Haplogroups distribution

The frequency distribution of Y chromosome haplogroups among the study populations along with the phylogenetic relationship between them is presented in Figure 2. The side branches on the tree represent Y SNP for which the ancestral state was observed, while the direct branch represents Y markers for which the mutant allelic state was observed; leading to haplogroup designation in the particular sample. Analysis of 48 bi-allelic markers of the Y chromosome showed 13 paternal lineages that were distributed throughout haplogroups H, R, J, C, F, L, K and Q. Haplogroup H represented the most frequently occurring haplogroup (40.14%) followed by groups R (28.17%), J (10.21%) and C (8.45%) respectively. Sparse distribution was observed for the lineages F*, L1, Q3 and K* across all the populations.

Figure 2

Distribution of Y-binary halpogroups and haplogroup diversity (h) among the study populations of Gujarat.

The markers used in the study are shown on each branch.

Distribution of Y-binary halpogroups and haplogroup diversity (h) among the study populations of Gujarat.
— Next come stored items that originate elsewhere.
use std::sync::Arc;
use std::sync::atomic::{AtomicU64, Ordering};
use std::time::{Duration, Instant};

/// Monotonic time source.
///
/// `now` is an offset from the clock's own origin. Readings from different
/// clocks are not comparable.
pub trait Clock {
    fn now(&self) -> Duration;

    /// Time since `start`, saturating at zero.
    fn elapsed_since(&self, start: Duration) -> Duration {
        self.now().saturating_sub(start)
    }
}

/// Wall-clock source backed by [`Instant`].
#[derive(Clone, Copy, Debug)]
pub struct MonotonicClock {
    origin: Instant,
}

impl MonotonicClock {
    pub fn new() -> Self {
        Self {
            origin: Instant::now(),
        }
    }
}

impl Default for MonotonicClock {
    fn default() -> Self {
        Self::new()
    }
}

impl Clock for MonotonicClock {
    fn now(&self) -> Duration {
        self.origin.elapsed()
    }
}

/// Simulated clock that only moves when told to.
///
/// Clones share the same reading, so a test can keep one handle and give
/// another to the policy under test.
#[derive(Clone, Debug, Default)]
pub struct ManualClock(Arc<AtomicU64>);

impl ManualClock {
    /// Creates a clock reading zero.
    pub fn new() -> Self {
        Self::default()
    }

    pub fn set(&self, now: Duration) {
        self.0.store(as_nanos(now), Ordering::SeqCst);
    }

    /// Negative and NaN readings clamp to zero, readings past `Duration`'s
    /// range saturate.
    pub fn set_secs(&self, secs: f64) {
        self.set(Duration::try_from_secs_f64(secs.max(0.0)).unwrap_or(Duration::MAX));
    }

    pub fn advance(&self, delta: Duration) {
        let delta = as_nanos(delta);
        let _ = self
            .0
            .fetch_update(Ordering::SeqCst, Ordering::SeqCst, |t| {
                Some(t.saturating_add(delta))
            });
    }
}

impl Clock for ManualClock {
    fn now(&self) -> Duration {
        Duration::from_nanos(self.0.load(Ordering::SeqCst))
    }
}

impl<C: Clock + ?Sized> Clock for &C {
    fn now(&self) -> Duration {
        (**self).now()
    }
}

fn as_nanos(d: Duration) -> u64 {
    u64::try_from(d.as_nanos()).unwrap_or(u64::MAX)
}

#[cfg(test)]
mod tests {
    use super::*;

    #[test]
    fn manual_clock_starts_at_zero() {
        assert_eq!(ManualClock::new().now(), Duration::ZERO);
    }

    #[test]
    fn manual_clock_clones_share_state() {
        let clock = ManualClock::new();
        let handle = clock.clone();

        handle.advance(Duration::from_millis(250));
        handle.advance(Duration::from_millis(250));
        assert_eq!(clock.now(), Duration::from_millis(500));

        clock.set_secs(2.0);
        assert_eq!(handle.now(), Duration::from_secs(2));
    }

    #[test]
    fn set_secs_clamps_out_of_range_readings() {
        let clock = ManualClock::new();

        clock.set_secs(-3.0);
        assert_eq!(clock.now(), Duration::ZERO);

        clock.set_secs(f64::NAN);
        assert_eq!(clock.now(), Duration::ZERO);

        clock.set_secs(f64::INFINITY);
        assert_eq!(clock.now(), Duration::from_nanos(u64::MAX));
    }

    #[test]
    fn elapsed_saturates_when_start_is_in_the_future() {
        let clock = ManualClock::new();
        clock.set_secs(1.0);
        assert_eq!(clock.elapsed_since(Duration::from_secs(5)), Duration::ZERO);
    }

    #[test]
    fn monotonic_clock_never_goes_backwards() {
        let clock = MonotonicClock::new();
        let a = clock.now();
        let b = clock.now();
        assert!(b >= a);
    }
}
The markers used in the study are shown on each branch.

Haplogroup H

M69 mutation, which is a characteristic of haplogroup H was found on 114 of the total 284 Y chromosomes. Haplogroup H was further segregated into three lineages, H1 by the presence of M52-C allele, H2 by the presence of Apt-A allele and H* by absence of the two alleles. These haplogroups were further subdivided into a number of sub-clades. Lineage H1a* of H1 group was observed 71 times and represented the most frequently occurring lineage across all the populations. Its frequency varied from a minimum of 3.45% among Pavagadhi Chaudhari to a maximum of 62.5% in Vasava. Lineage H2 represented the second most frequently occurring lineage among the H haplogroup and third most common haplogroup among all the haplogroups. Its frequency varied from 3.45% among Pavagadhi Chaudhari to 40.74% among Mota Chaudhari. However, H2-Apt was found to be absent among Vasava and Gamit populations. While lineage H* was observed in only three individuals, one each from Konkana, Gamit and Mota Chaudhari.

Haplogroup R

R1a1*a sub-clade of R haplogroup was found to be the next most frequently occurring lineage after H1a*. Its frequency was found ranging from 5.56% in Gamit to 62.07% in Pavagadhi Chaudhari. Its sister sub-clade R2-M124 was observed 27 times with a frequency varying from 5.56% among Gamit to 20.83% among the Konkana tribe. Barring Valvi Chaudhari, R2 was absent from all other Chaudhari groups.

Haplogroup J

J2 with its two sub-clades J2b2* and J2a constituted a major portion of Haplogroup J in the current study. Except Konkana and Mota Chaudhari, either of the two J2 sub-clades was present in all other groups. J2b2* sub-clade was observed in 21 Y chromosomes. Its frequency was found to be 11% in Gamit, 19% in Valvi Chaudhari and 21% in Pavagadhi Chaudhari. The remaining four populations of Dhodia, Dubla, Vasava and Nana Chaudhari exhibited similar frequency values varying in a narrow range between 4% and 4.48%. Sub-clade J2a was observed only 8 times in the nine groups. It was present in four of the groups with a minimum frequency of 3.17% in Dhodia to a maximum frequency of 7.14% in Dubla.

Haplogroup C

Out of the seven sub-clades of C haplogroup, only one sub-clade C5 with its two main derivatives C5a and C5* was observed 21 times in all the populations except Pavagadhi Chaudhari. C5a lineage was observed to be 62 times more frequent then its sister branch C5*. Its frequency varied from 3.17% in Dhodia to 12.5% in Valvi Chaudhari, while that of C5* was found to vary from 3.7% in Mota Chaudhari to 9.38% in Valvi Chaudhari.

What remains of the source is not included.